My Spidey Sense Tells Me It's Time for Halloween Crafts

By Dianelaneyfitzpatrick

There was a time in my parenting history when I was my happiest when thinking of Halloween ideas. When my kids were little, Halloween was just emerging as the holiday extravaganza that it’s become. We’d walk into Walmart at around Aug. 1 and one look at the sea of black, orange, lime green and purple would set me off on a Halloween frenzy. Finally, we could have fun with things that kill people and their dead.
I don’t know what it is about Halloween, but maybe it’s that unlike Christmas and Easter, Halloween is all fun. There’s no uncertainty over how balanced you are or whether you’re cheapening the holiday or whether someone might be offended by the way you phrase your greeting. It’s all just fun. Unless you’re a paranoid schizophrenic and you think Halloween is an anti-Christian festival of worshiping Satan. But you’re not, so... yeah. All fun.
Pee Wee Herman recently posted on Facebook a cute idea for making chocolate chip cookies that look like spiders have been baked into them. My first thought was, Shoot. I don’t have anyone to make these for. My kids have no interest in pretending that they’re eating spiders. But that doesn’t make it any less awesome.
I don’t know how spiders got roped into being a Halloween thing. Sure, they give you the creeps, but so do lizards and you don’t see recipes for baked lizard cookies in October, do you? When spiders were allowed in to the Halloween list of things, they brought spider webs with them, so let’s talk about those fake spider webs, shall we?
We turned our basement into a haunted house one year and I spent a solid week cleaning, decorating and setting it up. I didn’t find it at all ironic that I was clearing out real spider webs and spiders only to cover that same corner with fake spider webs and fake spiders. Hey spiders, build your real home someplace else. I need this spot for these decoys. Just for this month.
My husband forbade me to decorate the outside of the house for Halloween. I barely got permission to put outdoor decorations for Christmas, and even then I had to do them myself. But Halloween decorations? Forget it. One year I refused to follow his No Fake Spider Webs on My Bushes rule and bought some fake spider webs and stretched them across the shrubbery in front of the house. What a mistake. No matter how I stretched and pulled them, they refused to look like a spider web. The concept is to make your house look like it’s been invaded by giant spiders. Mine looked like the giant spiders were on PCP. There was no going back, though. When I tried to pull them off to start again, they weren’t going anywhere.

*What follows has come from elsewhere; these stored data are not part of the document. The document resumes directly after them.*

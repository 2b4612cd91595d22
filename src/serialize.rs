use crate::question::{CompositeQuestion, PhoneSets, Question, QuestionError};
use crate::tree::{Children, Node, NodeId, Tree};
use std::fmt;
use std::io::{self, BufRead, Write};
use thiserror::Error;

const NO_CHILD: &str = "-";

/// `printf("%.*e")`-style scientific notation (`1.500000e+00`).
#[derive(Debug, Clone, Copy)]
pub(crate) struct Sci {
    value: f64,
    precision: usize,
}

impl Sci {
    pub(crate) fn new(value: f64, precision: usize) -> Self {
        Self { value, precision }
    }
}

impl fmt::Display for Sci {
    fn fmt(&self, f: &mut fmt::Formatter<'_>) -> fmt::Result {
        if self.value.is_nan() {
            return write!(f, "nan");
        }
        if self.value.is_infinite() {
            return write!(f, "{}", if self.value < 0.0 { "-inf" } else { "inf" });
        }
        let text = format!("{:.*e}", self.precision, self.value);
        let (mantissa, exp) = text.split_once('e').expect("never fails");
        let exp = exp.parse::<i32>().expect("never fails");
        let sign = if exp < 0 { '-' } else { '+' };
        write!(f, "{}e{}{:02}", mantissa, sign, exp.abs())
    }
}

/// Writes `tree` in the line-oriented tree file format:
///
/// ```text
/// n_node 3
/// 0 1 2 <entropy decrease> <occupancy> <composite question>
/// 1 - - <entropy> <occupancy> [cluster]
/// 2 - - <entropy> <occupancy> [cluster]
/// ```
///
/// Reachable nodes are written in id order and renumbered densely.
pub fn write_tree<W: Write>(mut writer: W, tree: &Tree) -> io::Result<()> {
    let mut ids = tree.preorder();
    ids.sort_unstable();
    let mut dense = vec![usize::MAX; tree.slots()];
    for (i, &id) in ids.iter().enumerate() {
        dense[id] = i;
    }

    writeln!(writer, "n_node {}", ids.len())?;
    for &id in &ids {
        let node = tree.node(id).expect("never fails");
        match (node.children(), node.question()) {
            (Some(c), Some(q)) => writeln!(
                writer,
                "{} {} {} {} {} {}",
                dense[id],
                dense[c.yes],
                dense[c.no],
                Sci::new(node.entropy_decrease(), 6),
                Sci::new(node.occupancy(), 6),
                q.to_composite()
            )?,
            _ => {
                write!(
                    writer,
                    "{} {} {} {} {}",
                    dense[id],
                    NO_CHILD,
                    NO_CHILD,
                    Sci::new(node.entropy(), 6),
                    Sci::new(node.occupancy(), 6)
                )?;
                if let Some(cluster) = node.cluster() {
                    write!(writer, " {}", cluster)?;
                }
                writeln!(writer)?;
            }
        }
    }
    Ok(())
}

/// Reads a tree written by [`write_tree`]. Any defect rejects the whole
/// tree.
pub fn read_tree<R: BufRead>(reader: R, sets: &PhoneSets) -> Result<Tree, ParseError> {
    let mut lines = reader.lines().enumerate().filter_map(|(i, line)| match line {
        Ok(line) if is_blank(&line) => None,
        Ok(line) => Some(Ok((i + 1, line))),
        Err(e) => Some(Err(ParseError::Io(e))),
    });

    let (line_no, header) = lines.next().ok_or(ParseError::MissingHeader)??;
    let n_node = parse_header(&header).ok_or(ParseError::BadHeader { line: line_no })?;

    let mut slots: Vec<Option<(Node, Option<Children>)>> = vec![None; n_node];
    for _ in 0..n_node {
        let (line_no, line) = match lines.next() {
            Some(l) => l?,
            None => break,
        };
        let (node, children) = parse_node(&line, line_no, n_node, sets)?;
        let slot = &mut slots[node.id];
        if slot.is_some() {
            return Err(ParseError::DuplicateNode {
                line: line_no,
                id: node.id,
            });
        }
        *slot = Some((node, children));
    }
    if let Some(extra) = lines.next() {
        let (line_no, _) = extra?;
        return Err(ParseError::TrailingData { line: line_no });
    }

    let mut nodes = Vec::with_capacity(n_node);
    let mut links = Vec::with_capacity(n_node);
    for (id, slot) in slots.into_iter().enumerate() {
        let (node, children) = slot.ok_or(ParseError::MissingNode { id })?;
        nodes.push(node);
        links.push(children);
    }
    link(&mut nodes, &links)?;
    Ok(Tree::from_nodes(nodes))
}

fn is_blank(line: &str) -> bool {
    let line = line.trim();
    line.is_empty() || line.starts_with('#')
}

fn parse_header(line: &str) -> Option<usize> {
    let mut fields = line.split_whitespace();
    match (fields.next(), fields.next(), fields.next()) {
        (Some("n_node"), Some(n), None) => n.parse().ok().filter(|&n| n > 0),
        _ => None,
    }
}

/// Splits off the next whitespace-separated field.
fn next_field<'a>(rest: &mut &'a str) -> Option<&'a str> {
    let s = rest.trim_start();
    if s.is_empty() {
        return None;
    }
    let end = s.find(char::is_whitespace).unwrap_or(s.len());
    *rest = &s[end..];
    Some(&s[..end])
}

fn parse_node(
    line: &str,
    line_no: usize,
    n_node: usize,
    sets: &PhoneSets,
) -> Result<(Node, Option<Children>), ParseError> {
    let mut rest = line;
    let mut field = |name: &'static str| {
        next_field(&mut rest).ok_or(ParseError::BadField {
            line: line_no,
            field: name,
        })
    };
    let id_text = field("node id")?;
    let yes_text = field("yes child")?;
    let no_text = field("no child")?;
    let entropy_text = field("entropy")?;
    let occupancy_text = field("occupancy")?;

    let id = parse_id(id_text, line_no, n_node, "node id")?;
    let entropy = parse_f64(entropy_text, line_no, "entropy")?;
    let occupancy = parse_f64(occupancy_text, line_no, "occupancy")?;

    if yes_text == NO_CHILD || no_text == NO_CHILD {
        if yes_text != no_text {
            return Err(ParseError::BadField {
                line: line_no,
                field: "no child",
            });
        }
        let mut node = Node::new(Vec::new(), entropy, occupancy);
        node.id = id;
        match (next_field(&mut rest), next_field(&mut rest)) {
            (None, _) => {}
            (Some(c), None) => {
                node.cluster = Some(c.parse().map_err(|_| ParseError::BadField {
                    line: line_no,
                    field: "cluster",
                })?)
            }
            (Some(_), Some(_)) => return Err(ParseError::TrailingData { line: line_no }),
        }
        return Ok((node, None));
    }

    let children = Children {
        yes: parse_id(yes_text, line_no, n_node, "yes child")?,
        no: parse_id(no_text, line_no, n_node, "no child")?,
    };
    let question = CompositeQuestion::parse(rest.trim(), sets).map_err(|source| {
        ParseError::BadQuestion {
            line: line_no,
            source,
        }
    })?;
    let mut node = Node::new(Vec::new(), f64::NAN, occupancy);
    node.id = id;
    node.question = Some(Question::Composite(question));
    node.entropy_decrease = entropy;
    Ok((node, Some(children)))
}

fn parse_id(text: &str, line: usize, n_node: usize, field: &'static str) -> Result<usize, ParseError> {
    let id = text
        .parse::<usize>()
        .map_err(|_| ParseError::BadField { line, field })?;
    if id >= n_node {
        return Err(ParseError::IdOutOfRange { line, id, n_node });
    }
    Ok(id)
}

fn parse_f64(text: &str, line: usize, field: &'static str) -> Result<f64, ParseError> {
    text.parse::<f64>()
        .map_err(|_| ParseError::BadField { line, field })
}

/// Wires parents to children and checks that the links form one tree
/// rooted at node 0.
fn link(nodes: &mut [Node], links: &[Option<Children>]) -> Result<(), ParseError> {
    for (id, children) in links.iter().enumerate() {
        let c = match children {
            Some(c) => *c,
            None => continue,
        };
        for child in [c.yes, c.no] {
            if child == 0 || child == id || c.yes == c.no || nodes[child].parent.is_some() {
                return Err(ParseError::BadLink { node: id });
            }
            nodes[child].parent = Some(id);
        }
        nodes[id].children = Some(c);
    }

    let mut seen = vec![false; nodes.len()];
    let mut stack = vec![0];
    while let Some(id) = stack.pop() {
        if std::mem::replace(&mut seen[id], true) {
            return Err(ParseError::BadLink { node: id });
        }
        if let Some(c) = nodes[id].children {
            stack.push(c.no);
            stack.push(c.yes);
        }
    }
    match seen.iter().position(|&s| !s) {
        Some(node) => Err(ParseError::Unreachable { node }),
        None => Ok(()),
    }
}

#[non_exhaustive]
#[derive(Debug, Error)]
pub enum ParseError {
    #[error("I/O error")]
    Io(#[source] io::Error),

    #[error("the tree file is empty")]
    MissingHeader,

    #[error("line {line}: expected \"n_node <count>\" with a positive count")]
    BadHeader { line: usize },

    #[error("line {line}: missing or malformed {field}")]
    BadField { line: usize, field: &'static str },

    #[error("line {line}: node id {id} is outside [0, {n_node})")]
    IdOutOfRange { line: usize, id: NodeId, n_node: usize },

    #[error("line {line}: node {id} is defined twice")]
    DuplicateNode { line: usize, id: NodeId },

    #[error("node {id} is never defined")]
    MissingNode { id: NodeId },

    #[error("node {node} has invalid child links")]
    BadLink { node: NodeId },

    #[error("node {node} is not reachable from the root")]
    Unreachable { node: NodeId },

    #[error("line {line}: bad question")]
    BadQuestion {
        line: usize,
        #[source]
        source: QuestionError,
    },

    #[error("line {line}: unexpected trailing data")]
    TrailingData { line: usize },
}

impl From<io::Error> for ParseError {
    fn from(f: io::Error) -> Self {
        Self::Io(f)
    }
}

“They’ll come off,” I told my husband when he got home and saw that I had broken the law. That was a lie and it got worse when - that’s right - it rained. And then it snowed. Unlike its twin cotton candy, fake spider webs don't melt in the rain and they don't freeze well. I’m sure the owners of that house are still picking off pieces of fake spider web.
For Halloween fun, I have also:
  • Made a life-size skeleton out of 35 plastic milk jugs and string 
  • Mixed up a witch’s brew in a black cauldron with dry ice and floating ice cubes in the shapes of human cadaver parts
  • And speaking of spiders, I made a ginormous one out of black lawn-and-leaf bags and hung it from my kitchen ceiling.

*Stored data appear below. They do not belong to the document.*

use crate::question::{CompositeQuestion, SimpleQuestion};
use crate::tree::{NodeId, Tree};
use thiserror::Error;

/// A disjunction of conjunctions, as built up along a path.
type Dnf = Vec<Vec<SimpleQuestion>>;

/// Turns "does a unit reach a leaf of `cluster`" into one composite
/// question: the conditions on the path from the root, one disjunct per
/// matching leaf. A composite split contributes its terms on the yes side
/// and their negation on the no side.
pub fn compile(tree: &Tree, cluster: u32) -> Result<CompositeQuestion, CompileError> {
    let mut terms = Vec::new();
    let mut stack: Vec<(NodeId, Dnf)> = vec![(0, vec![Vec::new()])];
    while let Some((id, path)) = stack.pop() {
        let node = match tree.node(id) {
            Some(node) => node,
            None => continue,
        };
        let children = match node.children() {
            Some(c) => c,
            None => {
                if node.cluster() == Some(cluster) {
                    terms.extend(path);
                }
                continue;
            }
        };
        let q = node
            .question()
            .ok_or(CompileError::MissingQuestion { node: id })?
            .to_composite();

        stack.push((children.no, and(&path, &negate(q.terms()))));
        stack.push((children.yes, and(&path, q.terms())));
    }

    if terms.is_empty() {
        return Err(CompileError::NoSuchCluster { cluster });
    }
    Ok(CompositeQuestion::new(terms))
}

/// `a AND b`, distributed back into a disjunction.
fn and(a: &[Vec<SimpleQuestion>], b: &[Vec<SimpleQuestion>]) -> Dnf {
    a.iter()
        .flat_map(|x| b.iter().map(move |y| x.iter().chain(y).cloned().collect()))
        .collect()
}

/// De Morgan: `NOT (c1 OR c2 ...)` is the conjunction of the negated
/// terms, each of which is a disjunction of negated literals.
fn negate(terms: &[Vec<SimpleQuestion>]) -> Dnf {
    terms.iter().fold(vec![Vec::new()], |acc, conj| {
        let any_false = conj
            .iter()
            .map(|q| vec![q.clone().negate()])
            .collect::<Vec<_>>();
        and(&acc, &any_false)
    })
}

#[non_exhaustive]
#[derive(Debug, Error, Clone, PartialEq)]
pub enum CompileError {
    #[error("no leaf belongs to cluster {cluster}")]
    NoSuchCluster { cluster: u32 },

    #[error("internal node {node} has no question")]
    MissingQuestion { node: NodeId },
}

  • Filled clear plastic lunch-lady gloves with popcorn, candy corn fingernails and a plastic spider ring (again with the spiders)
  • Nearly drowned demonstrating to some neighborhood kids how to bob for apples
  • Explained the Holy Trinity using a jack-o-lantern for my Catholic religious ed class. It was Attempt #367 in explaining how God can be three things and one thing all at once. The lesson was not pre-approved by the Diocese, but it did strike a chord with my third-graders. Mostly because at the end of the lesson, we ate candy.
About a month ago, I found a tiny black spider on the stairs. 
“It’s not real,” my son said. 
“Of course it’s real,” I said. “I don’t have fake spiders anymore.” 
Then I picked it up (I know - I’m so brave!) and saw that it was a piece of spider confetti that I have in a Halloween bin in my storage room. I’ve had this confetti since I lived in Illinois and I haven’t used the spider confetti  since the diaper days (not adult diapers, you twit, my youngest child diapers). I have no idea how one piece of spider confetti  got out of that bin and up one-and-a-half flights of stairs. 
Do you think my Halloween decorations are beginning to assert themselves? They sent Confetti Spider up to scout it out. Next I’ll find a random orange lightbulb in the bedroom, and the candy corn candles (candy corndles) in the kitchen. By Halloween 2014 I’ll be baking Pee Wee’s spider cookies and posting my Q-Tip skeletons on Pinterest.